It’s all over the higher education news cycle: institutions are rapidly moving forward on revamped pricing strategies. The COVID-19 crisis and ensuing economic calamity have pushed the question about the viability of tuition price resets right to the top of the priority list. Now more than ever, it seems as if financially strapped students and their families should truly desire lower-priced options. But will they?
While institutions that serve first-time, traditional-aged students are making decisions quickly these days, they are right to slow down and question the wisdom of tuition price resets. It may seem like a grand idea, but according to our analysis, the reality is: it depends.
What happens to institutions who reset?
Historical analysis provides some guidance on how schools perform after a reset, but keep in mind that we are also entering ahistorical times.
We compiled 10 years of tuition data from the National Center for Education Statistics (NCES) in order to explore this question. Our analysis identified all private not-for-profit institutions that decreased listed tuition and fees by more than 3% in any year between 2009 and 2017. We then followed key enrollment metrics, including application volume, yield, first-time enrollments, discount rates, and further changes in listed tuition and fees, in the ensuing five years after the initial decrease.
The data showed that significant price changes were the exception and made by a rare breed of institution. Just 57 private not-for profit institutions made a tuition decrease of this kind during this time period. These institutions were generally small, with an average first-time enrollment of 265 in the year prior to the price change.
Some schools made bolder moves than others, though. Roughly half decreased listed tuition and fees by 18% or more, the other half by 17% or less. Did these different pricing strategies make a difference to the metrics in the following years?

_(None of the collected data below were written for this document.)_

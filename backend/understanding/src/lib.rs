//! Face analysis backends.
//!
//! The models themselves live outside this project; these types only speak to
//! them. Pick one with [`build_analyzer`].

pub mod command;
pub mod http;
pub mod mock;

use std::sync::Arc;

use facegate_config::{AnalyzerBackend, AnalyzerConfig};
use facegate_core::{AnalysisResult, FaceAnalyzer, FaceGateError};
use serde_json::Value;

pub use command::CommandAnalyzer;
pub use http::HttpAnalyzer;
pub use mock::MockAnalyzer;

/// Marker DeepFace puts in its error when enforcement is on and no face is found.
const NO_FACE_MARKER: &str = "face could not be detected";

/// Build the analyzer selected by the config.
pub fn build_analyzer(config: &AnalyzerConfig) -> Result<Arc<dyn FaceAnalyzer>, FaceGateError> {
    Ok(match config.backend {
        AnalyzerBackend::Http => Arc::new(HttpAnalyzer::from_config(config)?),
        AnalyzerBackend::Command => Arc::new(CommandAnalyzer::from_config(config)?),
    })
}

/// Turn a backend failure message into the matching error variant.
pub(crate) fn classify_failure(backend: &str, message: impl Into<String>) -> FaceGateError {
    let message = message.into();
    if message.to_ascii_lowercase().contains(NO_FACE_MARKER) {
        FaceGateError::NoFaceDetected(message)
    } else {
        FaceGateError::analyzer(backend, message)
    }
}

/// Accept `{"results": [...]}`, a bare array, or a single face object.
pub(crate) fn parse_analysis(backend: &str, value: Value) -> Result<AnalysisResult, FaceGateError> {
    let faces = match value {
        Value::Object(mut map) if map.contains_key("results") => {
            map.remove("results").unwrap_or(Value::Null)
        }
        other => other,
    };
    let faces = match faces {
        Value::Object(face) => Value::Array(vec![Value::Object(face)]),
        other => other,
    };
    serde_json::from_value(faces).map_err(|e| {
        FaceGateError::analyzer(backend, format!("unexpected analysis payload: {e}"))
    })
}

/// Pull a human-readable message out of an error body.
pub(crate) fn error_message(body: &str) -> String {
    if let Ok(Value::Object(map)) = serde_json::from_str::<Value>(body) {
        for key in ["exception", "error", "message", "detail"] {
            if let Some(msg) = map.get(key).and_then(Value::as_str) {
                return msg.to_string();
            }
        }
    }
    body.trim().to_string()
}

#[cfg(test)]
mod tests {
    use super::*;
    use serde_json::json;

    #[test]
    fn parses_wrapped_results() {
        let result = parse_analysis("t", json!({"results": [{"age": 31}, {"age": 45}]})).unwrap();
        assert_eq!(result.len(), 2);
        assert_eq!(result.faces()[1]["age"], 45);
    }

    #[test]
    fn parses_bare_array_and_single_object() {
        assert_eq!(parse_analysis("t", json!([{"age": 31}])).unwrap().len(), 1);
        assert_eq!(parse_analysis("t", json!({"age": 31})).unwrap().len(), 1);
        assert!(parse_analysis("t", json!({"results": []})).unwrap().is_empty());
    }

    #[test]
    fn rejects_scalar_payload() {
        let err = parse_analysis("t", json!("nope")).unwrap_err();
        assert!(matches!(err, FaceGateError::Analyzer { .. }));
    }

    #[test]
    fn classifies_no_face() {
        let err = classify_failure(
            "t",
            "Face could not be detected in numpy array. Please confirm that the picture is a face photo",
        );
        assert!(matches!(err, FaceGateError::NoFaceDetected(_)));
        assert!(matches!(classify_failure("t", "boom"), FaceGateError::Analyzer { .. }));
    }

    #[test]
    fn extracts_error_messages() {
        assert_eq!(error_message(r#"{"exception": "bad image"}"#), "bad image");
        assert_eq!(error_message(r#"{"error": "x"}"#), "x");
        assert_eq!(error_message("  plain text \n"), "plain text");
    }

    #[test]
    fn builds_configured_backend() {
        let cfg = AnalyzerConfig::default();
        assert_eq!(build_analyzer(&cfg).unwrap().name(), "deepface-http");

        let cfg = AnalyzerConfig {
            backend: AnalyzerBackend::Command,
            program: Some("analyze-face".into()),
            ..Default::default()
        };
        assert_eq!(build_analyzer(&cfg).unwrap().name(), "command");
    }
}
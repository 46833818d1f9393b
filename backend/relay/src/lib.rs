//! Emotion prompt relay.
//!
//! Maps the dominant emotion of an analysis to a canned prompt and forwards it
//! to an external webhook, fire-and-forget.

pub mod emotion;
pub mod webhook;

pub use emotion::{Emotion, dominant_emotion, prompt_for};
pub use webhook::WebhookRelay;
//! Multipart upload reading.
//!
//! The whole form is buffered in memory first (bounded by the router's body
//! limit), then individual image parts are written to transient files.

use std::collections::HashMap;
use std::path::Path;

use axum::body::Bytes;
use axum::extract::Multipart;
use facegate_core::FaceGateError;
use facegate_media::TransientImage;
use tracing::debug;

/// A file part of an upload form.
#[derive(Debug, Clone)]
pub struct UploadedFile {
    pub filename: Option<String>,
    pub bytes: Bytes,
}

impl UploadedFile {
    /// Write the part to a fresh transient file under `dir`.
    pub async fn persist(&self, dir: &Path) -> Result<TransientImage, FaceGateError> {
        Ok(TransientImage::persist(dir, self.filename.as_deref(), &self.bytes).await?)
    }
}

/// A buffered multipart form: file parts and text parts by field name.
#[derive(Debug, Default)]
pub struct UploadForm {
    files: HashMap<String, UploadedFile>,
    texts: HashMap<String, String>,
}

impl UploadForm {
    pub async fn from_multipart(mut multipart: Multipart) -> Result<Self, FaceGateError> {
        let mut form = Self::default();
        while let Some(field) = multipart
            .next_field()
            .await
            .map_err(|e| {
                FaceGateError::BadRequest(format!("invalid multipart body: {}", e.body_text()))
            })?
        {
            let Some(name) = field.name().map(str::to_string) else {
                continue;
            };
            let filename = field.file_name().map(str::to_string);
            let bytes = field.bytes().await.map_err(|e| {
                FaceGateError::BadRequest(format!(
                    "failed to read field '{name}': {}",
                    e.body_text()
                ))
            })?;

            match filename {
                Some(filename) => {
                    debug!(
                        field = %name,
                        filename = %filename,
                        size = bytes.len(),
                        "Received file part"
                    );
                    form.files.insert(
                        name,
                        UploadedFile {
                            filename: Some(filename),
                            bytes,
                        },
                    );
                }
                None => {
                    let text = String::from_utf8(bytes.to_vec()).map_err(|_| {
                        FaceGateError::BadRequest(format!("field '{name}' is not valid UTF-8"))
                    })?;
                    form.texts.insert(name, text);
                }
            }
        }
        Ok(form)
    }

    /// Remove and return the named file part; it must be present and non-empty.
    pub fn take_file(&mut self, name: &str) -> Result<UploadedFile, FaceGateError> {
        let file = self
            .files
            .remove(name)
            .ok_or_else(|| FaceGateError::BadRequest(format!("missing file field '{name}'")))?;
        if file.bytes.is_empty() {
            return Err(FaceGateError::BadRequest(format!("file field '{name}' is empty")));
        }
        Ok(file)
    }

    pub fn text(&self, name: &str) -> Option<&str> {
        self.texts.get(name).map(String::as_str)
    }
}
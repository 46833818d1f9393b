//! `POST /verify`: multipart `img1` and `img2`; same person or not.

use axum::{
    extract::{Multipart, State},
    response::Json,
};
use serde_json::Value;
use tracing::{info, instrument};

use crate::analyze::discard;
use crate::error::{ApiError, success};
use crate::server::GatewayState;
use crate::upload::UploadForm;

#[instrument(skip_all)]
pub async fn verify_faces(
    State(state): State<GatewayState>,
    multipart: Multipart,
) -> Result<Json<Value>, ApiError> {
    let mut form = UploadForm::from_multipart(multipart).await?;
    let first = form.take_file("img1")?;
    let second = form.take_file("img2")?;

    let temp_dir = &state.config.storage.temp_dir;
    let image_a = first.persist(temp_dir).await?;
    let image_b = second.persist(temp_dir).await?;

    let outcome = state
        .analyzer
        .verify(image_a.path(), image_b.path(), state.config.analyzer.enforce_detection)
        .await;
    let cleanup_a = discard(image_a).await;
    let cleanup_b = discard(image_b).await;

    let result = outcome?;
    cleanup_a?;
    cleanup_b?;

    info!(verified = ?result.verified(), "Verification finished");
    Ok(success(result))
}
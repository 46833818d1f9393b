//! CLI Status Command
//!
//! Reports whether a FaceGate server is answering on the configured port.

use std::time::Duration;

use anyhow::Result;
use facegate_config::FaceGateConfig;

pub async fn run(config: &FaceGateConfig) -> Result<()> {
    let host = match config.server.bind.as_str() {
        "0.0.0.0" | "::" | "[::]" => "127.0.0.1",
        other => other,
    };
    let url = format!("http://{}:{}/api/health", host, config.server.port);

    let client = reqwest::Client::builder()
        .timeout(Duration::from_secs(5))
        .build()?;

    match client.get(&url).send().await {
        Ok(resp) if resp.status().is_success() => {
            let body: serde_json::Value = resp.json().await?;
            println!("{}", serde_json::to_string_pretty(&body)?);
        }
        Ok(resp) => println!("FaceGate at {} answered {}", url, resp.status()),
        Err(_) => println!("FaceGate is not running on port {}", config.server.port),
    }
    Ok(())
}
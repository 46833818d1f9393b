//! MIME type detection for uploaded images.
//!
//! Extension lookup is used for files on disk; magic-byte sniffing is used for
//! raw upload bytes, whose client-supplied names cannot be trusted.

use std::path::Path;

/// Detect MIME type by file extension.
pub fn detect_mime_type(path: &Path) -> &'static str {
    let ext = path
        .extension()
        .and_then(|e| e.to_str())
        .unwrap_or("")
        .to_lowercase();

    match ext.as_str() {
        "jpg" | "jpeg" => "image/jpeg",
        "png"          => "image/png",
        "gif"          => "image/gif",
        "webp"         => "image/webp",
        "bmp"          => "image/bmp",
        "tiff" | "tif" => "image/tiff",
        "avif"         => "image/avif",
        _              => "application/octet-stream",
    }
}

/// Identify common image formats from their leading bytes.
pub fn sniff_image_mime(bytes: &[u8]) -> Option<&'static str> {
    match bytes {
        [0xFF, 0xD8, 0xFF, ..] => Some("image/jpeg"),
        [0x89, b'P', b'N', b'G', 0x0D, 0x0A, 0x1A, 0x0A, ..] => Some("image/png"),
        [b'G', b'I', b'F', b'8', b'7' | b'9', b'a', ..] => Some("image/gif"),
        [b'R', b'I', b'F', b'F', _, _, _, _, b'W', b'E', b'B', b'P', ..] => Some("image/webp"),
        [b'B', b'M', ..] => Some("image/bmp"),
        [b'I', b'I', 0x2A, 0x00, ..] | [b'M', b'M', 0x00, 0x2A, ..] => Some("image/tiff"),
        _ => None,
    }
}

/// Preferred file extension for an image MIME type.
pub fn extension_for(mime: &str) -> Option<&'static str> {
    match mime {
        "image/jpeg" => Some("jpg"),
        "image/png"  => Some("png"),
        "image/gif"  => Some("gif"),
        "image/webp" => Some("webp"),
        "image/bmp"  => Some("bmp"),
        "image/tiff" => Some("tiff"),
        "image/avif" => Some("avif"),
        _ => None,
    }
}

/// Whether a MIME type is for an image.
pub fn is_image(mime: &str) -> bool {
    mime.starts_with("image/")
}
//! DeepFace REST API client.
//!
//! Speaks the routes of the DeepFace model server:
//! `POST /analyze {img_path, actions, enforce_detection}` → `{"results": [...]}`
//! and `POST /verify {img1_path, img2_path, enforce_detection}` → `{"verified": ..}`.
//! Images travel inline as base64 data URLs.

use std::path::Path;
use std::time::Duration;

use async_trait::async_trait;
use base64::{Engine, engine::general_purpose::STANDARD};
use facegate_config::AnalyzerConfig;
use facegate_core::{ActionSet, AnalysisResult, FaceAnalyzer, FaceGateError, VerifyResult};
use facegate_media::{detect_mime_type, sniff_image_mime};
use serde_json::{Value, json};
use tracing::{debug, info, instrument};

use crate::{classify_failure, error_message, parse_analysis};

const BACKEND: &str = "deepface-http";

pub struct HttpAnalyzer {
    client: reqwest::Client,
    base_url: String,
    api_key: Option<String>,
    detector_backend: Option<String>,
}

impl HttpAnalyzer {
    pub fn new(base_url: impl Into<String>) -> Self {
        Self {
            client: reqwest::Client::new(),
            base_url: base_url.into().trim_end_matches('/').to_string(),
            api_key: None,
            detector_backend: None,
        }
    }

    pub fn from_config(config: &AnalyzerConfig) -> Result<Self, FaceGateError> {
        let mut builder = reqwest::Client::builder();
        if let Some(secs) = config.timeout_secs {
            builder = builder.timeout(Duration::from_secs(secs));
        }
        let client = builder
            .build()
            .map_err(|e| FaceGateError::Config(format!("failed to build analyzer client: {e}")))?;

        Ok(Self {
            client,
            base_url: config.base_url.trim_end_matches('/').to_string(),
            api_key: config.api_key.clone(),
            detector_backend: config.detector_backend.clone(),
        })
    }

    pub fn with_api_key(mut self, api_key: impl Into<String>) -> Self {
        self.api_key = Some(api_key.into());
        self
    }

    pub fn with_detector_backend(mut self, detector: impl Into<String>) -> Self {
        self.detector_backend = Some(detector.into());
        self
    }

    /// Read an image file and encode it as a data URL.
    async fn encode_image(path: &Path) -> Result<String, FaceGateError> {
        let bytes = tokio::fs::read(path).await?;
        let mime = sniff_image_mime(&bytes).unwrap_or_else(|| detect_mime_type(path));
        Ok(format!("data:{};base64,{}", mime, STANDARD.encode(&bytes)))
    }

    async fn post(&self, route: &str, mut body: Value) -> Result<Value, FaceGateError> {
        if let (Some(detector), Some(map)) = (&self.detector_backend, body.as_object_mut()) {
            map.insert("detector_backend".into(), Value::String(detector.clone()));
        }

        let url = format!("{}{}", self.base_url, route);
        let mut request = self.client.post(&url).json(&body);
        if let Some(key) = &self.api_key {
            request = request.bearer_auth(key);
        }

        let resp = request
            .send()
            .await
            .map_err(|e| {
                FaceGateError::analyzer(BACKEND, format!("request to {route} failed: {e}"))
            })?;

        let status = resp.status();
        let text = resp
            .text()
            .await
            .map_err(|e| {
                FaceGateError::analyzer(BACKEND, format!("failed to read response: {e}"))
            })?;

        if !status.is_success() {
            debug!(%status, body = %text, "Analyzer returned an error status");
            return Err(classify_failure(BACKEND, error_message(&text)));
        }

        serde_json::from_str(&text)
            .map_err(|e| {
                FaceGateError::analyzer(BACKEND, format!("invalid JSON from {route}: {e}"))
            })
    }
}

#[async_trait]
impl FaceAnalyzer for HttpAnalyzer {
    fn name(&self) -> &str {
        BACKEND
    }

    #[instrument(skip(self, image, actions), fields(actions = %actions))]
    async fn analyze(
        &self,
        image: &Path,
        actions: &ActionSet,
        enforce_detection: bool,
    ) -> Result<AnalysisResult, FaceGateError> {
        let img = Self::encode_image(image).await?;
        let body = json!({
            "img_path": img,
            "actions": actions,
            "enforce_detection": enforce_detection,
        });
        let value = self.post("/analyze", body).await?;
        let result = parse_analysis(BACKEND, value)?;
        info!(faces = result.len(), "Analyzer returned results");
        Ok(result)
    }

    #[instrument(skip(self, image_a, image_b))]
    async fn verify(
        &self,
        image_a: &Path,
        image_b: &Path,
        enforce_detection: bool,
    ) -> Result<VerifyResult, FaceGateError> {
        let body = json!({
            "img1_path": Self::encode_image(image_a).await?,
            "img2_path": Self::encode_image(image_b).await?,
            "enforce_detection": enforce_detection,
        });
        match self.post("/verify", body).await? {
            Value::Object(map) if map.get("verified").is_some_and(Value::is_boolean) => {
                Ok(VerifyResult(map))
            }
            other => Err(FaceGateError::analyzer(
                BACKEND,
                format!("verify response lacks a boolean 'verified': {other}"),
            )),
        }
    }
}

Figure 1 shows what happened to the enrollment metrics for those institutions that made bigger decreases (18% or more): the very definition of regression to the mean.
Figure 1.
In the year prior to their tuition price resets, these institutions had median listed tuition and fees of $23,000, a median application volume of 875 students, and a median enrollment of 146 students. After the price reset, they saw an initial bump in applications that returned to the baseline after five years. They saw an initial drop in discount rates that climbed back and sustained a new low just below the baseline after five years. Yield saw an initial dip, but stabilized after five years. Enrollments stayed steady throughout.
This indicates that if you are looking for a stabilized discount rate, a substantial drop in tuition might do the trick. It also indicates that there may be no panacea for enrollment.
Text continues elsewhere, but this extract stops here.